Rifle sighting system scores a bull's-eye
ORNL lead team develops fiber-optic laser-based sensor system that automatically corrects for even tiny barrel disruptions
Military and police marksmen could see their rifle sights move into the 21st century with a fiber-optic laser-based sensor system that automatically corrects for even tiny barrel disruptions.
The system, developed by a team led by Oak Ridge National Laboratory's Slobodan Rajic, precisely measures the deflection of the barrel relative to the sight and then electronically makes the necessary corrections. The lifesaving results are lethal.
"For military snipers, missing the target could allow high-profile terrorists to escape," said Rajic, a member of ORNL's Measurement Science and Systems Engineering Division. "For police marksmen, missing the kidnapper could endanger the lives of hostages and then pose subsequent danger to police officers and the public."

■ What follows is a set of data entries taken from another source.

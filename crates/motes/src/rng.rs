//! Seeded pseudo-random numbers (mulberry32).
//!
//! [`SeededRandom`] implements [`rand::RngCore`], which is the seam every
//! constructor takes its randomness through. Tests can hand in any other
//! `RngCore` (a `ChaCha8Rng`, or `rand::rngs::mock::StepRng` for a fixed
//! sequence) without touching the simulation code.

use rand::RngCore;

const GOLDEN_GAMMA: u32 = 0x6D2B_79F5;
const TWO_POW_32: f64 = 4_294_967_296.0;

/// Deterministic 32-bit generator. Output depends only on the seed and the
/// number of values drawn so far.
#[derive(Clone, Debug, PartialEq, Eq)]
pub struct SeededRandom {
    seed: u32,
    state: u32,
}

impl SeededRandom {
    /// Create a generator from a 32-bit seed.
    pub fn new(seed: u32) -> Self {
        Self { seed, state: seed }
    }

    /// The seed this generator was created with.
    pub fn seed(&self) -> u32 {
        self.seed
    }

    /// Next float in [0, 1).
    pub fn next(&mut self) -> f64 {
        self.next_unit()
    }

    #[inline]
    fn step(&mut self) -> u32 {
        self.state = self.state.wrapping_add(GOLDEN_GAMMA);
        let mut t = self.state;
        t = (t ^ (t >> 15)).wrapping_mul(t | 1);
        t ^= t.wrapping_add((t ^ (t >> 7)).wrapping_mul(t | 61));
        t ^ (t >> 14)
    }
}

impl RngCore for SeededRandom {
    fn next_u32(&mut self) -> u32 {
        self.step()
    }

    fn next_u64(&mut self) -> u64 {
        let hi = self.step() as u64;
        let lo = self.step() as u64;
        (hi << 32) | lo
    }

    fn fill_bytes(&mut self, dest: &mut [u8]) {
        for chunk in dest.chunks_mut(4) {
            let bytes = self.step().to_le_bytes();
            chunk.copy_from_slice(&bytes[..chunk.len()]);
        }
    }

    fn try_fill_bytes(&mut self, dest: &mut [u8]) -> Result<(), rand::Error> {
        self.fill_bytes(dest);
        Ok(())
    }
}

/// Range helpers over any [`RngCore`]. Every helper consumes exactly one
/// 32-bit draw, so call sequences stay aligned across generators.
pub trait RandomSource: RngCore {
    /// Float in [0, 1) from a single 32-bit draw.
    fn next_unit(&mut self) -> f64 {
        self.next_u32() as f64 / TWO_POW_32
    }

    /// Integer in [min, max).
    fn next_int(&mut self, min: i32, max: i32) -> i32 {
        (self.next_unit() * (max as f64 - min as f64)).floor() as i32 + min
    }

    /// Float in [min, max).
    fn next_float(&mut self, min: f32, max: f32) -> f32 {
        (self.next_unit() * (max as f64 - min as f64) + min as f64) as f32
    }

    /// Index in [0, len). Returns 0 for an empty range.
    fn next_index(&mut self, len: usize) -> usize {
        if len == 0 {
            return 0;
        }
        ((self.next_unit() * len as f64) as usize).min(len - 1)
    }

    /// Float in [-0.5, 0.5) as f32, the centred jitter used by initializers.
    fn next_centered(&mut self) -> f32 {
        (self.next_unit() - 0.5) as f32
    }
}

impl<R: RngCore + ?Sized> RandomSource for R {}
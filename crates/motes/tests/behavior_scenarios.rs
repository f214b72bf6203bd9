//! End-to-end behavior scenarios
//!
//! Each test places particles with a custom initializer, runs the full
//! frame pipeline and checks the motion against the analytic expectation.

use motes::{
    presets, BehaviorKind, BehaviorParams, Bounds, FlockingParams, Distribution, EnvironmentConfig, InitializerFn, InitializerRegistry,
    OrbitalParams, ParticleSeed, ParticleSystem, PerformanceConfig, SeededRandom, SpatialConfig,
    SpawnContext, SpringParams, Vec3, VisualConfig, WaveParams,
};
use rand::RngCore;

const DT: f32 = 1.0 / 60.0;

fn system_with(
    name: &str,
    initializer: InitializerFn,
    count: i64,
    bounds: Bounds,
    behavior: BehaviorParams,
) -> ParticleSystem {
    let mut registry = InitializerRegistry::new();
    registry.register(name, initializer);

    let config = EnvironmentConfig {
        id: name.to_string(),
        name: name.to_string(),
        description: "scenario".to_string(),
        spatial: SpatialConfig {
            distribution: Distribution::Custom {
                initializer: name.to_string(),
            },
            particle_count: count,
            bounds,
        },
        behavior,
        visual: VisualConfig {
            particle_size: 3.0,
            opacity: 1.0,
            color_palette: Some(vec!["#FFFFFF".to_string()]),
            size_attenuation: false,
        },
        performance: PerformanceConfig::default(),
    };
    let environment = config.validate(&registry).unwrap();
    ParticleSystem::new(&environment, &mut SeededRandom::new(1))
}

fn at_radius_ten(_ctx: &SpawnContext<'_>, _rng: &mut dyn RngCore) -> ParticleSeed {
    ParticleSeed::new(Vec3::new(10.0, 0.0, 0.0), Vec3::ZERO, Vec3::ONE, 2.0)
}

fn circular_orbit(_ctx: &SpawnContext<'_>, _rng: &mut dyn RngCore) -> ParticleSeed {
    // v = sqrt(G·M / r) with G·M = 50, r = 10
    let speed = 5.0_f32.sqrt();
    ParticleSeed::new(Vec3::new(10.0, 0.0, 0.0), Vec3::new(0.0, 0.0, speed), Vec3::ONE, 2.0)
}

fn stretched_spring(_ctx: &SpawnContext<'_>, _rng: &mut dyn RngCore) -> ParticleSeed {
    ParticleSeed::new(Vec3::new(5.0, 0.0, 0.0), Vec3::ZERO, Vec3::ONE, 2.0).with_anchor(Vec3::ZERO)
}

fn flat_line(ctx: &SpawnContext<'_>, _rng: &mut dyn RngCore) -> ParticleSeed {
    let x = ctx.index as f32 * 0.37 - 15.0;
    ParticleSeed::new(Vec3::new(x, 0.0, 0.0), Vec3::ZERO, Vec3::ONE, 2.0)
}

#[test]
fn test_orbital_first_frame_pull() {
    let params = OrbitalParams {
        center_of_mass: Vec3::ZERO,
        gravitational_constant: 50.0,
        central_mass: 1.0,
        drag_coefficient: 0.9999,
    };
    let mut system = system_with(
        "orbit_pull",
        at_radius_ten,
        1,
        Bounds::shell(5.0, 20.0),
        BehaviorParams::Orbital(params),
    );

    system.update(DT, None);

    let p = system.active_particles()[0];
    let expected = -0.5 * DT * 0.9999;
    assert!(
        (p.velocity.x - expected).abs() < 1e-6,
        "Expected vx = {}, got {}",
        expected,
        p.velocity.x
    );
    assert!(p.velocity.y.abs() < 1e-9 && p.velocity.z.abs() < 1e-9);
    assert!(p.position.x < 10.0);
}

#[test]
fn test_orbital_circular_orbit_holds_radius() {
    let params = OrbitalParams {
        drag_coefficient: 1.0,
        ..OrbitalParams::default()
    };
    let mut system = system_with(
        "orbit_circle",
        circular_orbit,
        1,
        Bounds::shell(5.0, 20.0),
        BehaviorParams::Orbital(params),
    );

    for frame in 0..300 {
        system.update(DT, None);
        let r = system.active_particles()[0].position.length();
        assert!(
            (r - 10.0).abs() < 0.5,
            "Orbit drifted to r = {} at frame {}",
            r,
            frame
        );
    }
}

#[test]
fn test_spring_settles_on_anchor() {
    let params = SpringParams {
        spring_constant: 3.0,
        damping: 0.92,
        max_force: 15.0,
    };
    let mut system = system_with(
        "spring",
        stretched_spring,
        1,
        Bounds::grid(9, 20.0),
        BehaviorParams::Spring(params),
    );

    let mut previous = system.active_particles()[0].position.length();
    for second in 1..=5 {
        for _ in 0..60 {
            system.update(DT, None);
        }
        let distance = system.active_particles()[0].position.length();
        assert!(
            distance < previous,
            "Distance to anchor grew at {}s: {} -> {}",
            second,
            previous,
            distance
        );
        previous = distance;
    }
    assert!(previous < 0.5, "Still {} from anchor after 5s", previous);
}

#[test]
fn test_wave_heights_follow_amplitude() {
    let params = WaveParams {
        wave_speed: 1.5,
        amplitude: 2.5,
        frequency: 0.4,
        wave_direction: Vec3::X,
    };
    let mut system = system_with(
        "wave_line",
        flat_line,
        80,
        Bounds::rect(-100.0, 100.0, -50.0, 50.0),
        BehaviorParams::Wave(params.clone()),
    );

    let limit = params.amplitude * 1.15;
    let mut max_height = 0.0_f32;
    for _ in 0..3600 {
        system.update(DT, None);
        if system.time() > 10.0 {
            for p in system.active_particles() {
                max_height = max_height.max(p.position.y.abs());
            }
        }
    }
    assert!(
        max_height <= limit,
        "Wave height {} exceeds {}",
        max_height,
        limit
    );
    // Heights actually move, not a flat line
    assert!(max_height > params.amplitude * 0.5);

    // Drift carries particles along +X
    let mean_vx: f32 = system.active_particles().iter().map(|p| p.velocity.x).sum::<f32>() / 80.0;
    assert!(mean_vx > 0.0);
}

#[test]
fn test_unknown_runtime_mode_runs_flocking() {
    let environment = presets::nebula()
        .validate(&InitializerRegistry::with_builtins())
        .unwrap();
    // Brownian params from the environment do not fit the resolved mode
    let params = environment.config().behavior.clone();
    let mut system =
        ParticleSystem::with_mode(&environment, "teleport", Some(params), &mut SeededRandom::new(5));

    assert_eq!(system.mode(), BehaviorKind::Flocking);
    assert_eq!(
        system.behavior().params(),
        &BehaviorParams::Flocking(FlockingParams::default())
    );

    let max_speed = FlockingParams::default().max_speed;
    for _ in 0..60 {
        system.update(DT, Some(Vec3::ZERO));
        for p in system.active_particles() {
            assert!(p.velocity.length() <= max_speed + 1e-3);
        }
    }
}
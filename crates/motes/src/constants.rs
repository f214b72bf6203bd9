//! Tuning constants shared by the behavior models and the frame driver.
//!
//! ## Singularity guards
//!
//! Orbital and vortex forces scale with `1/r` or `1/r²`. Below
//! [`MIN_FORCE_RADIUS`] the force is skipped for that particle and frame
//! instead of producing a huge impulse.

/// Radius below which central/axial forces are not applied (world units)
pub const MIN_FORCE_RADIUS: f32 = 0.1;

/// Softening term in the inverse-square user attraction `s / (d² + ε)`
pub const ATTRACTION_EPSILON: f32 = 0.1;

/// Offset added to the vortex radius so tangential speed stays finite near the axis
pub const VORTEX_RADIUS_SOFTENING: f32 = 0.5;

/// Spring stiffness pulling wave particles toward the instantaneous wave height
pub const WAVE_VERTICAL_STIFFNESS: f32 = 2.0;

/// Fraction of the wave speed applied as horizontal drift along the wave direction
pub const WAVE_DRIFT_FACTOR: f32 = 0.1;

/// Per-frame velocity damping in wave mode
pub const WAVE_DAMPING: f32 = 0.98;

/// Smallest |d - w| used as the 4D perspective denominator
pub const PROJECTION_MIN_DENOMINATOR: f32 = 0.1;

/// Delta substituted when deriving rotation velocity from a zero-length frame
pub const FALLBACK_DELTA: f32 = 1.0 / 60.0;

/// Offset between noise sample points so vector components decorrelate
pub const NOISE_AXIS_OFFSET: f64 = 1000.0;

// =============================================================================
// CONFIG LIMITS
// =============================================================================

/// Largest particle count a config may ask for
pub const MAX_PARTICLE_COUNT: usize = 1_000_000;

/// Largest lattice resolution per axis (1024³ cells)
pub const MAX_GRID_CELLS_PER_AXIS: u32 = 1024;

// =============================================================================
// ADAPTIVE QUALITY
// =============================================================================

/// Frames collected between quality checks
pub const DEFAULT_CHECK_INTERVAL: usize = 60;

/// Fraction of active particles dropped per quality reduction
pub const DEFAULT_REDUCTION_RATE: f64 = 0.15;

/// Active particle count never drops below this during adaptive quality
pub const DEFAULT_MIN_PARTICLES: usize = 100;

/// Default frame-rate target (Quest-class headsets)
pub const DEFAULT_TARGET_FPS: f32 = 72.0;

/// Default minimum acceptable frame rate before quality is reduced
pub const DEFAULT_MIN_FPS: f32 = 65.0;

// =============================================================================
// PALETTES
// =============================================================================

/// Palette size used when an environment asks for a generated palette
pub const GENERATED_PALETTE_SIZE: usize = 3;
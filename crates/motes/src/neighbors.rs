//! Brute-force radius search.
//!
//! Every query scans the whole slice, so a flocking frame costs O(n²).
//! Fine for the few thousand particles a scene holds; swap in a spatial
//! hash if counts grow past that.

use crate::particle::Particle;

/// Reusable scratch for neighbor queries. Holds the result buffer so
/// per-particle queries do not allocate.
#[derive(Clone, Debug, Default)]
pub struct NeighborQuery {
    found: Vec<usize>,
}

impl NeighborQuery {
    pub fn new() -> Self {
        Self::default()
    }

    /// Indices of every particle other than `index` whose squared distance
    /// to it is strictly less than `radius²`.
    pub fn find_within_radius(
        &mut self,
        index: usize,
        radius: f32,
        particles: &[Particle],
    ) -> &[usize] {
        self.found.clear();
        let Some(origin) = particles.get(index).map(|p| p.position) else {
            return &self.found;
        };
        let radius_sq = radius * radius;

        for (i, other) in particles.iter().enumerate() {
            if i == index {
                continue;
            }
            if origin.distance_squared(other.position) < radius_sq {
                self.found.push(i);
            }
        }

        &self.found
    }
}
//! Color palettes.
//!
//! Generated palettes use an analogous HSL scheme: one random base hue and
//! evenly spread neighbors within 30-90 degrees, with saturation 60-90% and
//! lightness 40-70%. Explicit palettes are `#RRGGBB` strings from the config.

use crate::rng::RandomSource;
use glam::Vec3;
use rand::RngCore;

pub const MIN_PALETTE_SIZE: usize = 2;
pub const MAX_PALETTE_SIZE: usize = 4;

/// Generate `size` harmonious colors (clamped to 2..=4).
///
/// Draw order: base hue, hue spread, then saturation and lightness per color.
pub fn generate_palette<R: RngCore + ?Sized>(rng: &mut R, size: usize) -> Vec<Vec3> {
    let size = size.clamp(MIN_PALETTE_SIZE, MAX_PALETTE_SIZE);

    let base_hue = rng.next_unit() * 360.0;
    let hue_spread = rng.next_unit() * 60.0 + 30.0;

    (0..size)
        .map(|i| {
            let offset = i as f64 / (size - 1) as f64 * hue_spread;
            let hue = (base_hue + offset) % 360.0;
            let saturation = rng.next_unit() * 30.0 + 60.0;
            let lightness = rng.next_unit() * 30.0 + 40.0;
            hsl_to_rgb(
                (hue / 360.0) as f32,
                (saturation / 100.0) as f32,
                (lightness / 100.0) as f32,
            )
        })
        .collect()
}

/// Uniformly pick one palette color. An empty palette yields white without
/// consuming a draw.
pub fn pick_color<R: RngCore + ?Sized>(palette: &[Vec3], rng: &mut R) -> Vec3 {
    if palette.is_empty() {
        return Vec3::ONE;
    }
    palette[rng.next_index(palette.len())]
}

/// HSL (all channels in [0, 1], hue wraps) to linear RGB in [0, 1].
pub fn hsl_to_rgb(h: f32, s: f32, l: f32) -> Vec3 {
    let h = h.rem_euclid(1.0);
    let s = s.clamp(0.0, 1.0);
    let l = l.clamp(0.0, 1.0);

    if s == 0.0 {
        return Vec3::splat(l);
    }

    let q = if l <= 0.5 { l * (1.0 + s) } else { l + s - l * s };
    let p = 2.0 * l - q;

    Vec3::new(
        hue_channel(p, q, h + 1.0 / 3.0),
        hue_channel(p, q, h),
        hue_channel(p, q, h - 1.0 / 3.0),
    )
}

fn hue_channel(p: f32, q: f32, mut t: f32) -> f32 {
    if t < 0.0 {
        t += 1.0;
    }
    if t > 1.0 {
        t -= 1.0;
    }
    if t < 1.0 / 6.0 {
        p + (q - p) * 6.0 * t
    } else if t < 0.5 {
        q
    } else if t < 2.0 / 3.0 {
        p + (q - p) * 6.0 * (2.0 / 3.0 - t)
    } else {
        p
    }
}

/// Parse `#RRGGBB` into channels in [0, 1].
pub fn parse_hex_color(hex: &str) -> Option<Vec3> {
    let digits = hex.strip_prefix('#')?;
    if digits.len() != 6 || !digits.is_ascii() {
        return None;
    }
    let channel = |range: std::ops::Range<usize>| {
        u8::from_str_radix(&digits[range], 16)
            .ok()
            .map(|v| v as f32 / 255.0)
    };
    Some(Vec3::new(channel(0..2)?, channel(2..4)?, channel(4..6)?))
}
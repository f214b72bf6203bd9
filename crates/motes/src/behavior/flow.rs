//! Vortex flow field: swirl around an axis through the origin, pulled
//! inward and lifted along the axis.

use super::{check_direction, check_finite, check_non_negative};
use crate::constants::{MIN_FORCE_RADIUS, VORTEX_RADIUS_SOFTENING};
use crate::error::ConfigValidationError;
use crate::particle::Particle;
use glam::Vec3;
use serde::{Deserialize, Serialize};

#[derive(Clone, Debug, PartialEq, Serialize, Deserialize)]
pub struct FlowParams {
    #[serde(with = "crate::serde_utils::vec3")]
    pub vortex_axis: Vec3,
    pub rotation_speed: f32,
    pub centripetal_strength: f32,
    /// Acceleration along the axis
    pub upward_drift: f32,
}

impl Default for FlowParams {
    fn default() -> Self {
        Self {
            vortex_axis: Vec3::Y,
            rotation_speed: 2.0,
            centripetal_strength: 0.5,
            upward_drift: 0.5,
        }
    }
}

impl FlowParams {
    pub fn validate(&self) -> Result<(), ConfigValidationError> {
        check_direction("behavior.vortex_axis", self.vortex_axis)?;
        check_finite("behavior.rotation_speed", self.rotation_speed)?;
        check_non_negative("behavior.centripetal_strength", self.centripetal_strength)?;
        check_finite("behavior.upward_drift", self.upward_drift)
    }
}

/// Tangential speed falls off as `1/(r + 0.5)`. No force within
/// [`MIN_FORCE_RADIUS`] of the axis.
pub fn apply(params: &FlowParams, particle: &mut Particle, delta: f32) {
    let axis = params.vortex_axis.normalize_or_zero();
    let radial = particle.position - axis * particle.position.dot(axis);
    let radius = radial.length();
    if radius < MIN_FORCE_RADIUS {
        return;
    }

    let tangent = axis.cross(radial).normalize_or_zero();
    let swirl = tangent * (params.rotation_speed / (radius + VORTEX_RADIUS_SOFTENING));
    let inward = -radial / radius * params.centripetal_strength;
    let lift = axis * params.upward_drift;

    particle.velocity += (swirl + inward + lift) * delta;
}

#[cfg(test)]
mod tests {
    use super::*;

    #[test]
    fn test_components_at_unit_radius() {
        let params = FlowParams {
            rotation_speed: 3.0,
            centripetal_strength: 0.8,
            upward_drift: 0.7,
            ..FlowParams::default()
        };
        let mut p = Particle::at(Vec3::new(1.0, 4.0, 0.0));
        apply(&params, &mut p, 1.0);
        // Y × X = -Z, swirl 3/(1 + 0.5)
        assert!((p.velocity - Vec3::new(-0.8, 0.7, -2.0)).length() < 1e-5);
    }

    #[test]
    fn test_on_axis_skipped() {
        let mut p = Particle::new(Vec3::new(0.0, 3.0, 0.05), Vec3::ZERO, Vec3::ONE, 1.0);
        apply(&FlowParams::default(), &mut p, 1.0);
        assert_eq!(p.velocity, Vec3::ZERO);
    }

    #[test]
    fn test_unnormalized_axis() {
        let a = FlowParams { vortex_axis: Vec3::new(0.0, 5.0, 0.0), ..FlowParams::default() };
        let mut p = Particle::at(Vec3::new(2.0, 0.0, 2.0));
        let mut q = p;
        apply(&a, &mut p, 0.1);
        apply(&FlowParams::default(), &mut q, 0.1);
        assert!((p.velocity - q.velocity).length() < 1e-6);
    }

    #[test]
    fn test_zero_axis_rejected() {
        let params = FlowParams { vortex_axis: Vec3::ZERO, ..FlowParams::default() };
        assert!(params.validate().is_err());
    }
}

The Reticle Compensating Rifle Barrel Reference Sensor takes the guesswork out of shooting by shifting the burden of knowing the relative position between the barrel and the weapon sight axes from the shooter to an electronic sensor. The system precisely measures the deflection of the barrel relative to the sight and then electronically realigns the moving reticle, or crosshairs, with the true position of the barrel, or bore axis.
In the end, the resolution of ORNL's Reticle Compensating Rifle Barrel Reference Sensor is 250 times better than that of traditional reticles, which can normally be manually adjusted by one-fourth of a minute of angle. The ORNL sensor can sense angular displacement and shift the reticle by 1/1,000th of a minute of angle, Rajic said.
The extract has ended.